When it forecast its spending needs for the current fiscal year, the Commodity Futures Trading Commission did not foresee this year's explosion in the trading of futures contracts that required the agency to increase spending on data processing and surveillance.

The agency was nearly broke. It cut its travel budget to the bone. Its administrative law judges no longer went to a city to hear a lone complaint.

The CFTC, which oversees the industry that trades futures contracts in such diverse areas as corn, Treasury bills and stock indexes, also put a hold on most hiring.

The White House was no help, but no hindrance either. The Office of Management and Budget, normally adamantly opposed to additional appropriations, took a neutral position on the CFTC's quest for more money.

Congress appears to have come to the financial rescue. A House-Senate conference committee has approved giving the CFTC a supplemental appropriation of $965,000.

In some respects, however, the agency was a victim of its own willingness to approve vast numbers of new futures contracts for trading on the nation's futures exchanges.

"You'd think they might have foreseen their money needs when they went on a contract binge," said one lawyer who follows the agency. AVOIDING A SQUEEZE . . . The CFTC apparently negotiated its way through its first potential market "squeeze" in several years.

A squeeze occurs when outstanding contracts require delivery of a larger quantity of a commodity than exists.

The potential squeeze was in the corn contracts that matured July 20 on the Chicago Board of Trade.

A week before that expiration date, there were contracts outstanding that required the delivery of more than 25 million bushels of corn. Less than 10 million bushels were available.

The country isn't short of corn.

But the corn wasn't at the delivery points required by the Chicago Board contracts.

Most futures contracts are settled with cash rather than delivery of the commodity. But when it became apparent that there was less corn available, many "longs"--those with contracts that called for delivery of 5,000 bushels of corn on July 20--held their contracts rather than selling them.

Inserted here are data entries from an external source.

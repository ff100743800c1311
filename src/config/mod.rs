//! Configuration module for Sitelint
//!
//! This module handles loading, parsing, and validating TOML configuration files.
//!
//! # Example
//!
//! ```no_run
//! use sitelint::config::load_config;
//! use std::path::Path;
//!
//! let config = load_config(Path::new("sitelint.toml")).unwrap();
//! println!("Submitting jobs to queue: {}", config.pool.queue);
//! ```

mod parser;
mod types;
mod validation;

// Re-export types
pub use types::{
    CheckerConfig, Config, OutputConfig, PollingConfig, PoolBackend, PoolConfig, ServerConfig,
    UserAgentConfig, WorkerConfig,
};

// Re-export parser functions
pub use parser::{compute_config_hash, load_config, load_config_with_hash, parse_config};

That drove up the price of corn as traders realized there might not be enough corn to satisfy the contracts. But officials of the Chicago Board as well as the CFTC pressured the "longs" to sell their contracts before the expiration date.

By July 20, most contracts were liquidated, albeit grudgingly, and a squeeze was averted. MORE ON USER FEES . . . This week the CFTC will consider a proposal to establish some fees and increase others for services the agency provides.

Higher revenues from fees would not help the CFTC's budget, since the income would go to the Treasury rather than the agency.

But the administration is likely to smile on an agency that covers some of its costs by collecting from those who benefit from its services.

The commission will look at new fees for registration by brokers as well as for copies of commission documents and for computer searches.